Chinese stocks surged for a second day on Wednesday, with benchmark indexes in Hong Kong and Shanghai notching their best days all year after a surprise move by Beijing to boost growth amid a slowdown in the world’s second-largest economy.
Hong Kong’s
Hang Seng Index
jumped 3.6% and the
Shanghai Composite
rose 1.8% in Wednesday trading, with widely held Chinese stocks also firmly in the green.
Alibaba
gained 1.9% in U.S. premarket trading—the stock was also benefiting from a report of insiders buying shares—with
JD.com
shares advancing 1.9% and
NIO
up 4%.
The catalyst for the move appeared to be a surprise announcement at a press conference that the People’s Bank of China (PBOC) would lower reserve ratio requirements for banks by 50 basis points—or half a percentage point—as of Feb. 5. The decision from the central bank should provide 1 trillion yuan ($141 billion) in long-term capital.
“The People’s Bank’s policy announcements today will provide only a small boost for China’s economy,” Mark Williams, the chief Asia economist at research firm Capital Economics, wrote in a Wednesday note.
“Meaningful improvements in household or corporate borrowing would require substantial rate cuts or a significant change in economic sentiment. Neither seems likely in the near future. Nor would it necessarily be welcome: much of China’s weakness is structural rather than cyclical,” Williams added.
Nevertheless, the PBOC move is a bid to increase liquidity and step up lending in China, which has seen its economy stagnate and stock markets tumble over the past year in a trend that has prompted officials to step up public assurances to global investors in recent weeks.
Chinese shares gained on Tuesday following a report that the government was considering plans to prop up the equity market by shepherding hundreds of billions of dollars from state-owned enterprises into Hong Kong stocks.

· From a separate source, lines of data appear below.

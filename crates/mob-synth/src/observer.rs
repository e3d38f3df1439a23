//! Synthesis observer trait for progress reporting and data collection.

use mob_model::{Scenario, UnitOutput};
use tracing::{debug, info};

/// Callbacks invoked by [`Synth::run`][crate::Synth::run].
///
/// All methods have default no-op implementations so implementors only need
/// to override what they care about.
///
/// # Example
///
/// ```rust,ignore
/// struct Counter { units: usize }
///
/// impl SynthObserver for Counter {
///     fn on_unit_complete(&mut self, _unit: usize, _output: &UnitOutput) {
///         self.units += 1;
///     }
/// }
/// ```
pub trait SynthObserver {
    /// Called once after validation, before any unit is generated.
    fn on_generation_start(&mut self, _model: &str, _units: usize, _horizon: f64) {}

    /// Called once per unit, in ascending unit order, with the unit's raw
    /// (not yet cut) output.  Parallel runs report after all units finish.
    fn on_unit_complete(&mut self, _unit: usize, _output: &UnitOutput) {}

    /// Called with the finished, post-processed scenario.
    ///
    /// Output writers hook in here so the synthesiser does not need to know
    /// about any specific format.
    fn on_generation_end(&mut self, _scenario: &Scenario) {}
}

/// A [`SynthObserver`] that does nothing.
pub struct NoopObserver;

impl SynthObserver for NoopObserver {}

/// A [`SynthObserver`] that reports progress through `tracing`.
#[derive(Default)]
pub struct LogObserver {
    waypoints: usize,
}

impl SynthObserver for LogObserver {
    fn on_generation_start(&mut self, model: &str, units: usize, horizon: f64) {
        self.waypoints = 0;
        info!(model, units, horizon, "generation started");
    }

    fn on_unit_complete(&mut self, unit: usize, output: &UnitOutput) {
        let waypoints = output.waypoint_count();
        self.waypoints += waypoints;
        debug!(unit, waypoints, "unit complete");
    }

    fn on_generation_end(&mut self, scenario: &Scenario) {
        info!(
            model = scenario.model_name(),
            entities = scenario.entity_count(),
            raw_waypoints = self.waypoints,
            "generation finished"
        );
    }
}
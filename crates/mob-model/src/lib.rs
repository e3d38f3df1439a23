//! `mob-model` — mobility models and the scenario they produce.
//!
//! # Crate layout
//!
//! | Module                | Contents                                                 |
//! |-----------------------|----------------------------------------------------------|
//! | [`framework`]         | `Sampler`, `GenerationWindow`, pre/post generation hooks |
//! | [`random_direction`]  | `RandomDirectionParams`, wall-to-wall entity walk        |
//! | [`column`]            | `ColumnParams`, `GroupTrace`, reference-point columns    |
//! | [`follower`]          | `FollowerWalk`, `FollowerStep`: entities trailing a path |
//! | [`model`]             | `MobilityModel` enum, `UnitOutput`                       |
//! | [`scenario`]          | `Scenario`, `GroupArena`, `TraceSample`                  |
//! | [`error`]             | `ModelError`, `ModelResult<T>`                           |
//!
//! # Design notes
//!
//! Generation is split into independent *units*: one entity for Random
//! Direction, one group for Column.  Each unit owns a `Sampler` seeded from
//! the scenario seed and its unit index, so units can run in any order or in
//! parallel (see `mob-synth`) and still produce identical waypoints.
//!
//! Units are combined into a [`Scenario`] by [`MobilityModel::assemble`],
//! which also applies post-generation: every timeline is cut to the
//! delivered window and rebased to start at 0.

pub mod column;
pub mod error;
pub mod follower;
pub mod framework;
pub mod model;
pub mod random_direction;
pub mod scenario;


pub use column::{ColumnParams, GroupTrace};
pub use error::{ModelError, ModelResult};
pub use follower::{FollowerStep, FollowerWalk};
pub use framework::{GenerationWindow, Sampler, post_generation, pre_generation};
pub use model::{MobilityModel, UnitOutput};
pub use random_direction::RandomDirectionParams;
pub use scenario::{GroupArena, Samples, Scenario, TraceSample};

But investors may do well to hold back on betting on a recovery just yet. With Chinese stocks so thoroughly beaten down, there should still be a lot of time to wager on a rebound, and the case for long-term growth in China remains complex and clouded by demographic concerns. Stimulus moves, so far, have also left investors largely unimpressed, leading to few long-term gains despite daily upward swings on news of more support.